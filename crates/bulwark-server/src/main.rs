//! Bulwark router daemon binary.
//!
//! ```text
//! bulwark-server --node-id 10.0.0.1 --keyring keys.json
//! ```
//!
//! Reads operator commands from stdin (`/flood`, `/routes`, `/neighbors`,
//! `/quit`). With stdin closed it keeps routing until interrupted.

use std::{
    net::{IpAddr, Ipv4Addr, SocketAddr},
    path::PathBuf,
    sync::Arc,
    time::{Duration, SystemTime, UNIX_EPOCH},
};

use bulwark_core::ForwardingMode;
use bulwark_server::{
    Command, Keyring, Node, NodeConfig, ROUTER_PORT, ServerError, TcpTransport, commands,
};
use clap::Parser;
use tokio::{
    io::{AsyncBufReadExt, BufReader},
    sync::broadcast::error::RecvError,
};
use tracing::{info, warn};
use tracing_subscriber::EnvFilter;

/// Bulwark distance-vector router
#[derive(Parser, Debug)]
#[command(name = "bulwark-server", version, about)]
struct Args {
    /// This node's identifier, the address neighbors reach it by
    #[arg(long)]
    node_id: String,

    /// Address to listen on
    #[arg(long, default_value_t = IpAddr::V4(Ipv4Addr::UNSPECIFIED))]
    listen: IpAddr,

    /// Router port, used for listening and for dialing neighbors
    #[arg(long, default_value_t = ROUTER_PORT)]
    port: u16,

    /// Keyring file with this node's keypair and trusted public keys
    #[arg(long)]
    keyring: PathBuf,

    /// Seconds between route advertisement rounds
    #[arg(long, default_value_t = 10)]
    advertise_interval: u64,

    /// Seconds of inbound silence before a link is closed
    #[arg(long, default_value_t = 60)]
    idle_timeout: u64,

    /// Drop transit floods instead of relaying them
    #[arg(long)]
    drop_floods: bool,
}

#[tokio::main]
async fn main() -> Result<(), ServerError> {
    tracing_subscriber::fmt()
        .with_env_filter(
            EnvFilter::try_from_default_env().unwrap_or_else(|_| EnvFilter::new("info")),
        )
        .init();

    let args = Args::parse();

    let keyring = Keyring::load(&args.keyring)?;
    let identity = keyring.identity(args.node_id.clone());
    let directory = Arc::new(keyring.directory(args.node_id.clone()));
    info!(node = %args.node_id, trusted = keyring.trusted().len(), "loaded keyring");

    let config = NodeConfig {
        port: args.port,
        advertise_interval: Duration::from_secs(args.advertise_interval),
        idle_timeout: Duration::from_secs(args.idle_timeout),
        forwarding: if args.drop_floods { ForwardingMode::Drop } else { ForwardingMode::Forward },
        initial_sequence: clock_sequence(),
        ..NodeConfig::new(args.node_id)
    };

    let transport = TcpTransport::bind(SocketAddr::new(args.listen, args.port)).await?;
    info!(addr = %transport.local_addr()?, "listening");

    let node = Node::new(config, identity, directory, transport);
    let tasks = node.start();

    let mut deliveries = node.subscribe();
    tokio::spawn(async move {
        loop {
            match deliveries.recv().await {
                Ok(packet) => info!(
                    source = %packet.source,
                    destination = %packet.destination,
                    sequence = packet.sequence,
                    payload = %packet.payload,
                    "received flood"
                ),
                Err(RecvError::Lagged(skipped)) => warn!(skipped, "delivery log lagging"),
                Err(RecvError::Closed) => break,
            }
        }
    });

    if !run_commands(&node).await? {
        tokio::signal::ctrl_c().await?;
    }

    info!("shutting down");
    for task in tasks {
        task.abort();
    }
    Ok(())
}

/// Execute stdin commands. Returns `true` on `/quit`, `false` on EOF.
async fn run_commands(node: &Arc<Node<TcpTransport>>) -> Result<bool, ServerError> {
    let mut lines = BufReader::new(tokio::io::stdin()).lines();

    while let Some(line) = lines.next_line().await? {
        match commands::parse(&line) {
            Command::Flood { destination, count } => {
                if let Err(e) = node.flood(&destination, count).await {
                    warn!(%destination, "flood failed: {e}");
                }
            },
            Command::Routes => {
                let table = node.router().table();
                info!(hosts = ?table.hosts(), "hosted endpoints");
                for (destination, next_hop) in table.routes() {
                    info!(%destination, next_hop = next_hop.as_deref().unwrap_or("-"), "route");
                }
            },
            Command::Neighbors => {
                let neighbors = node.router().table().neighbors();
                info!(?neighbors, links = ?node.connections().peers(), "neighbors");
            },
            Command::Quit => return Ok(true),
            Command::Empty => {},
            Command::Unknown { input } => warn!(%input, "unknown command"),
            Command::InvalidArgs { command, error } => warn!(%command, "{error}"),
        }
    }

    Ok(false)
}

/// Wall-clock milliseconds, so a restarted node signs with sequence numbers
/// its neighbors have not seen yet.
fn clock_sequence() -> u64 {
    SystemTime::now()
        .duration_since(UNIX_EPOCH)
        .ok()
        .and_then(|elapsed| u64::try_from(elapsed.as_millis()).ok())
        .unwrap_or(0)
}
//! Neighbor link bookkeeping and frame I/O.
//!
//! The [`ConnectionManager`] owns the map from neighbor to live [`Link`].
//! A link is the sending side of a queue drained by that connection's
//! writer task; the reader task runs separately so a slow peer never blocks
//! frames going out to it, and a send never has to wait for a read.
//!
//! Registering a peer again replaces its entry; the older link keeps
//! reading until it closes on its own. Each registration gets a fresh link
//! id, and teardown removes the map entry only if it still holds that id,
//! so a dying link cannot evict the link that replaced it.

use std::{
    collections::HashMap,
    sync::{
        Mutex, MutexGuard, PoisonError,
        atomic::{AtomicU64, Ordering},
    },
};

use bulwark_proto::{FrameHeader, NodeId, Packet, ProtocolError};
use bytes::Bytes;
use tokio::{
    io::{AsyncRead, AsyncReadExt, AsyncWrite, AsyncWriteExt},
    sync::mpsc,
};

use crate::error::ServerError;

/// Handle for queueing frames on one neighbor link.
#[derive(Debug, Clone)]
pub struct Link {
    id: u64,
    peer: NodeId,
    outbound: mpsc::UnboundedSender<Bytes>,
}

impl Link {
    /// Registration id of this link
    pub fn id(&self) -> u64 {
        self.id
    }

    /// Neighbor at the other end
    pub fn peer(&self) -> &str {
        &self.peer
    }

    /// Queue an encoded frame for the writer task.
    pub fn send(&self, frame: Bytes) -> Result<(), ServerError> {
        self.outbound.send(frame).map_err(|_| ServerError::PeerDisconnected(self.peer.clone()))
    }
}

/// Live links keyed by neighbor.
#[derive(Debug, Default)]
pub struct ConnectionManager {
    links: Mutex<HashMap<NodeId, Link>>,
    next_id: AtomicU64,
}

impl ConnectionManager {
    /// No links
    pub fn new() -> Self {
        Self::default()
    }

    /// Current link to `peer`, if any.
    pub fn get(&self, peer: &str) -> Option<Link> {
        self.lock().get(peer).cloned()
    }

    /// Register a new link to `peer`, replacing any existing one.
    ///
    /// Returns the link and the queue its writer task must drain.
    pub fn register(&self, peer: &str) -> (Link, mpsc::UnboundedReceiver<Bytes>) {
        let (outbound, queue) = mpsc::unbounded_channel();
        let link = Link {
            id: self.next_id.fetch_add(1, Ordering::Relaxed),
            peer: peer.to_string(),
            outbound,
        };
        self.lock().insert(peer.to_string(), link.clone());
        (link, queue)
    }

    /// Remove the link to `peer` if it is still link `link_id`.
    ///
    /// Returns whether an entry was removed.
    pub fn deregister(&self, peer: &str, link_id: u64) -> bool {
        let mut links = self.lock();
        if links.get(peer).is_some_and(|link| link.id == link_id) {
            links.remove(peer);
            true
        } else {
            false
        }
    }

    /// Peers with a live link, sorted
    pub fn peers(&self) -> Vec<NodeId> {
        let mut peers: Vec<NodeId> = self.lock().keys().cloned().collect();
        peers.sort();
        peers
    }

    /// Number of live links
    pub fn len(&self) -> usize {
        self.lock().len()
    }

    /// True if there are no live links
    pub fn is_empty(&self) -> bool {
        self.lock().is_empty()
    }

    fn lock(&self) -> MutexGuard<'_, HashMap<NodeId, Link>> {
        self.links.lock().unwrap_or_else(PoisonError::into_inner)
    }
}

/// Outcome of reading one frame from a link.
#[derive(Debug)]
pub enum FrameRead {
    /// Well-formed packet
    Packet(Packet),
    /// Frame was delimited correctly but its body is not a valid packet.
    /// The link stays usable.
    Malformed(ProtocolError),
    /// Peer closed the stream cleanly between frames
    Closed,
}

/// Read exactly one frame.
///
/// A bad body yields [`FrameRead::Malformed`] since the header already told
/// us where the next frame starts. A bad header loses framing and is
/// returned as an error, as is EOF in the middle of a frame.
pub async fn read_frame<R>(reader: &mut R) -> Result<FrameRead, ServerError>
where
    R: AsyncRead + Unpin,
{
    let mut header_buf = [0u8; FrameHeader::SIZE];

    let first = reader.read(&mut header_buf).await?;
    if first == 0 {
        return Ok(FrameRead::Closed);
    }
    reader.read_exact(&mut header_buf[first..]).await?;

    let header = FrameHeader::parse(&header_buf)?;

    let mut body = vec![0u8; header.body_size()];
    reader.read_exact(&mut body).await?;

    Ok(match Packet::decode_body(&body) {
        Ok(packet) => FrameRead::Packet(packet),
        Err(e) => FrameRead::Malformed(e),
    })
}

/// Drain `queue` onto `writer` until every sender is dropped.
///
/// The write half is left open on return. A replaced link keeps reading
/// until the peer closes it or it goes idle; only the reader ends a link.
pub async fn write_frames<W>(
    writer: &mut W,
    queue: &mut mpsc::UnboundedReceiver<Bytes>,
) -> Result<(), ServerError>
where
    W: AsyncWrite + Unpin,
{
    while let Some(frame) = queue.recv().await {
        writer.write_all(&frame).await?;
    }
    writer.flush().await?;
    Ok(())
}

• Work request
Up to and including the line with "#[arg(long, default_value_t = 10)]", output every line of the records above exactly, starting from the first; output nothing else.

• Answer to the exercise
filename crates/bulwark-server/src/main.rs
//! Bulwark router daemon binary.
//!
//! ```text
//! bulwark-server --node-id 10.0.0.1 --keyring keys.json
//! ```
//!
//! Reads operator commands from stdin (`/flood`, `/routes`, `/neighbors`,
//! `/quit`). With stdin closed it keeps routing until interrupted.

use std::{
    net::{IpAddr, Ipv4Addr, SocketAddr},
    path::PathBuf,
    sync::Arc,
    time::{Duration, SystemTime, UNIX_EPOCH},
};

use bulwark_core::ForwardingMode;
use bulwark_server::{
    Command, Keyring, Node, NodeConfig, ROUTER_PORT, ServerError, TcpTransport, commands,
};
use clap::Parser;
use tokio::{
    io::{AsyncBufReadExt, BufReader},
    sync::broadcast::error::RecvError,
};
use tracing::{info, warn};
use tracing_subscriber::EnvFilter;

/// Bulwark distance-vector router
#[derive(Parser, Debug)]
#[command(name = "bulwark-server", version, about)]
struct Args {
    /// This node's identifier, the address neighbors reach it by
    #[arg(long)]
    node_id: String,

    /// Address to listen on
    #[arg(long, default_value_t = IpAddr::V4(Ipv4Addr::UNSPECIFIED))]
    listen: IpAddr,

    /// Router port, used for listening and for dialing neighbors
    #[arg(long, default_value_t = ROUTER_PORT)]
    port: u16,

    /// Keyring file with this node's keypair and trusted public keys
    #[arg(long)]
    keyring: PathBuf,

    /// Seconds between route advertisement rounds
    #[arg(long, default_value_t = 10)]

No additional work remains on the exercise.